You’ve probably heard about the primary compound in cannabis, delta-9-tetrahydrocannabinol, better known as THC. Cannabidiol, better known as CBD, has made its way into the popular lexicon through the federal legalization of industrial hemp production that has CBD products popping up on every corner like Starbucks.
While these are the 2 most well-known of the compounds present in cannabis, there are many more compounds you’ve likely never heard of. In fact, cannabis is composed of over four hundred chemical compounds that provide varying effects. Over 100 of these compounds are cannabinoids, like THC and CBD. But, what are other compounds in cannabis that help to make it one of the most thoroughly studied plants in the world?

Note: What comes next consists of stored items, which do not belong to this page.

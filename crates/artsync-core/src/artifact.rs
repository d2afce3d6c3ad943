//! Artifact descriptors consumed by the engine and the records it produces.

use serde::{Deserialize, Serialize};
use std::fmt;
use std::path::PathBuf;

use crate::checksum::ChecksumPair;

/// Remote repository coordinate: repository name plus path inside it.
#[derive(Debug, Clone, PartialEq, Eq, Hash, Serialize, Deserialize)]
pub struct ArtifactCoordinate {
    pub repo: String,
    pub path: String,
}

impl ArtifactCoordinate {
    pub fn new(repo: impl Into<String>, path: impl Into<String>) -> Self {
        Self {
            repo: repo.into(),
            path: path.into(),
        }
    }
}

impl fmt::Display for ArtifactCoordinate {
    fn fmt(&self, f: &mut fmt::Formatter<'_>) -> fmt::Result {
        write!(f, "{}/{}", self.repo, self.path.trim_start_matches('/'))
    }
}

/// Checksums the resolver expects the artifact to have. Blank values never
/// match, so an artifact without them is always fetched.
#[derive(Debug, Clone, Default, PartialEq, Eq, Serialize, Deserialize)]
pub struct ExpectedChecksums {
    #[serde(default)]
    pub md5: String,
    #[serde(default)]
    pub sha1: String,
}

/// How the resolver matched the artifact.
#[derive(Debug, Clone, Copy, PartialEq, Eq, Default, Serialize, Deserialize)]
#[serde(rename_all = "lowercase")]
pub enum PatternType {
    /// Download only.
    #[default]
    Normal,
    /// Download, then delete anything next to it that is no longer resolved.
    Delete,
}

/// One artifact to materialize locally.
#[derive(Debug, Clone, PartialEq, Eq, Serialize, Deserialize)]
pub struct DownloadableArtifact {
    pub coordinate: ArtifactCoordinate,
    /// Directory (relative to the working directory) the artifact lands in.
    #[serde(default)]
    pub target_dir: String,
    /// Path placed under `target_dir`; defaults to the coordinate path.
    #[serde(default)]
    pub relative_path: Option<String>,
    #[serde(default)]
    pub expected: ExpectedChecksums,
    /// Flat layout when `Some(true)`; callers fill `None` from their configured default.
    #[serde(default)]
    pub flat: Option<bool>,
    #[serde(default)]
    pub pattern_type: PatternType,
}

impl DownloadableArtifact {
    pub fn new(coordinate: ArtifactCoordinate, target_dir: impl Into<String>) -> Self {
        Self {
            coordinate,
            target_dir: target_dir.into(),
            relative_path: None,
            expected: ExpectedChecksums::default(),
            flat: None,
            pattern_type: PatternType::Normal,
        }
    }

    pub fn with_expected(mut self, md5: impl Into<String>, sha1: impl Into<String>) -> Self {
        self.expected = ExpectedChecksums {
            md5: md5.into(),
            sha1: sha1.into(),
        };
        self
    }

    pub fn with_flat(mut self, flat: bool) -> Self {
        self.flat = Some(flat);
        self
    }

    pub fn with_relative_path(mut self, relative_path: impl Into<String>) -> Self {
        self.relative_path = Some(relative_path.into());
        self
    }

    pub fn with_pattern_type(mut self, pattern_type: PatternType) -> Self {
        self.pattern_type = pattern_type;
        self
    }

    /// Path placed under the target directory.
    pub fn relative_path(&self) -> &str {
        self.relative_path
            .as_deref()
            .unwrap_or(&self.coordinate.path)
    }

    pub fn is_flat(&self) -> bool {
        self.flat.unwrap_or(false)
    }
}

/// Whether processing reused the local file or wrote it.
#[derive(Debug, Clone, Copy, PartialEq, Eq, Serialize, Deserialize)]
#[serde(rename_all = "lowercase")]
pub enum Outcome {
    /// Already present with matching checksums.
    Skipped,
    /// Downloaded and saved during this run.
    Fetched,
}

/// Outcome of processing one `DownloadableArtifact`.
#[derive(Debug, Clone, PartialEq, Eq, Serialize)]
pub struct LocalArtifactRecord {
    pub coordinate: ArtifactCoordinate,
    pub local_path: PathBuf,
    /// Checksums of the file as it exists on disk now.
    pub checksums: ChecksumPair,
    pub outcome: Outcome,
    pub pattern_type: PatternType,
}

What are Cannabis Terpenes?
Have you ever been at an outdoor concert and caught the whiff of a certain unmistakable scent wafting over the packed crowd? You have terpenes to thank for realizing that someone isn’t sharing. Terpenes are naturally occurring chemical compounds found in a wide variety of plants, not just cannabis. The sweet smell of lavender and the robust scent of rosemary both come from terpenes. Fruits such as mangoes, apples, and lemons contain high quantities of terpenes. Beer and various spices contain them as well. Manufacturers also use concentrated terpenes to give us the aromas from perfumes, body care products, and processed foods.
What Do Terpenes Do?
Everyone who’s ever smelled it knows the scent of cannabis. There’s no mistaking it. Terpenes provide that uniquely powerful aroma and they cause certain strains to smell or taste different from other ones.

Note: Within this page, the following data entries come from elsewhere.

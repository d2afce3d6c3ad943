//! Tests for the sync subcommand.

use super::parse;
use crate::cli::{Cli, CliCommand};
use clap::Parser;
use std::path::Path;

#[test]
fn cli_parse_sync_minimal() {
    match parse(&["artsync", "sync", "--manifest", "deps.json"]) {
        CliCommand::Sync {
            manifest,
            working_dir,
            flat,
            jobs,
            server,
            module,
            build_info,
        } => {
            assert_eq!(manifest, Path::new("deps.json"));
            assert!(working_dir.is_none());
            assert!(!flat);
            assert!(jobs.is_none());
            assert!(server.is_none());
            assert!(module.is_none());
            assert!(build_info.is_none());
        }
        _ => panic!("expected Sync"),
    }
}

#[test]
fn cli_parse_sync_all_options() {
    match parse(&[
        "artsync",
        "sync",
        "--manifest",
        "deps.json",
        "--working-dir",
        "/tmp/w",
        "--flat",
        "--jobs",
        "8",
        "--server",
        "https://repo.example.com/artifactory",
        "--module",
        "example.com/m",
        "--build-info",
        "build.json",
    ]) {
        CliCommand::Sync {
            working_dir,
            flat,
            jobs,
            server,
            module,
            build_info,
            ..
        } => {
            assert_eq!(working_dir.as_deref(), Some(Path::new("/tmp/w")));
            assert!(flat);
            assert_eq!(jobs, Some(8));
            assert_eq!(server.as_deref(), Some("https://repo.example.com/artifactory"));
            assert_eq!(module.as_deref(), Some("example.com/m"));
            assert_eq!(build_info.as_deref(), Some(Path::new("build.json")));
        }
        _ => panic!("expected Sync with options"),
    }
}

#[test]
fn cli_parse_sync_requires_manifest() {
    assert!(Cli::try_parse_from(["artsync", "sync"]).is_err());
}

#[test]
fn cli_parse_sync_rejects_non_numeric_jobs() {
    assert!(Cli::try_parse_from(["artsync", "sync", "--manifest", "m.json", "--jobs", "many"]).is_err());
}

While cannabis can have more than 140 types of terpenes, most are relatively uncommon. Previously, we discussed the common terpenes that appear most frequently across most cannabis strains today. Each of these compounds is in a wide variety of other plants that include evergreen trees, orchids, mint, and hops.
What is the Difference Between Terpenes and Terpenoids?

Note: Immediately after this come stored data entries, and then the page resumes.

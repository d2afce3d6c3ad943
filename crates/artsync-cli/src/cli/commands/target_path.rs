use artsync_core::layout;
use std::path::Path;

pub fn run_target_path(working_dir: &Path, target_dir: &str, relative_path: &str, flat: bool) {
    let path = layout::resolve_target_path(working_dir, target_dir, relative_path, flat);
    println!("{}", path.display());
}
//! Tests for checksum, target-path and module-name subcommands.

use super::parse;
use crate::cli::{Cli, CliCommand};
use clap::Parser;
use std::path::Path;

#[test]
fn cli_parse_checksum() {
    match parse(&["artsync", "checksum", "/tmp/x.jar"]) {
        CliCommand::Checksum { path } => assert_eq!(path, Path::new("/tmp/x.jar")),
        _ => panic!("expected Checksum"),
    }
}

#[test]
fn cli_parse_target_path() {
    match parse(&["artsync", "target-path", "out", "a/b/c.txt", "--flat"]) {
        CliCommand::TargetPath {
            target_dir,
            relative_path,
            flat,
            working_dir,
        } => {
            assert_eq!(target_dir, "out");
            assert_eq!(relative_path, "a/b/c.txt");
            assert!(flat);
            assert!(working_dir.is_none());
        }
        _ => panic!("expected TargetPath"),
    }
}

#[test]
fn cli_parse_module_name() {
    match parse(&["artsync", "module-name"]) {
        CliCommand::ModuleName { dir } => assert!(dir.is_none()),
        _ => panic!("expected ModuleName"),
    }
    match parse(&["artsync", "module-name", "/src/mod"]) {
        CliCommand::ModuleName { dir } => assert_eq!(dir.as_deref(), Some(Path::new("/src/mod"))),
        _ => panic!("expected ModuleName with dir"),
    }
}

#[test]
fn cli_parse_unknown_subcommand_fails() {
    assert!(Cli::try_parse_from(["artsync", "upload"]).is_err());
}
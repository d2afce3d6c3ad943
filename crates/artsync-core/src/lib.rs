pub mod config;
pub mod logging;

pub mod artifact;
pub mod build_info;
pub mod checksum;
pub mod engine;
pub mod error;
pub mod layout;
pub mod remote;
pub mod store;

Terpenoids are oxidized organic compounds, while Terpenes are simple hydrocarbons.
Do Terpenes Have Other Benefits?
Terpenes have been widely studied and have been found to possess a range of health benefits that include anti-viral properties and anti-inflammatory effects. Terpenes have also been shown to work as antioxidants, antiseptics, and digestive aids, and certain types are commonly used in folk medicine. Studies on the specific uses and benefits of terpenes continue every day, but evidence strongly supports a wider range of potential aside from simple aromatic properties.
What Are Flavonoids?
Flavonoids are one of the least studied components of the cannabis plant. They contribute to how our senses perceive cannabis. Flavonoids aren’t unique to cannabis, as scientists have discovered thousands of these compounds across a wide range of plants, including celery, parsley, red peppers, and mint. Throughout nature, flavonoids provide the range of hues found in fruits and vegetables. They are also partially responsible for protecting plants from UV radiation, harmful pests, and deadly diseases.
What are Cannaflavins?
Cannaflavins are varieties of flavonoids present in cannabis.
What Do Flavonoids Do for Cannabis?
Flavonoids and cannaflavins contribute to the unique qualities that help define individual strains of cannabis. Terpenes and flavonoids work together to affect the odor and flavor of specific plants while contributing to pigmentation such as that found in deep purple cannabis strains.
Do Flavonoids Have Any Benefits?
Flavonoids are also pharmacologically active, meaning they’re not inert compounds that only provide pigmentation. Research has shown that cannaflavins help provide part of the medicinal properties of cannabis. Particularly, scientists have studied the anti-inflammatory and antioxidant benefits. Other active cannaflavins have also demonstrated possible potential for anti-fungal and even anti-cancer benefits.
There’s Always More to Cannabis
As research into the cannabis plant continues, our knowledge about its benefits will grow. It’s not just phytocannabinoids that make cannabis so intriguing but all 400 potential compounds working together to deliver the effects we love. Only time will tell if cannabis and its many components are as wondrous as we think, but the outlook is bright.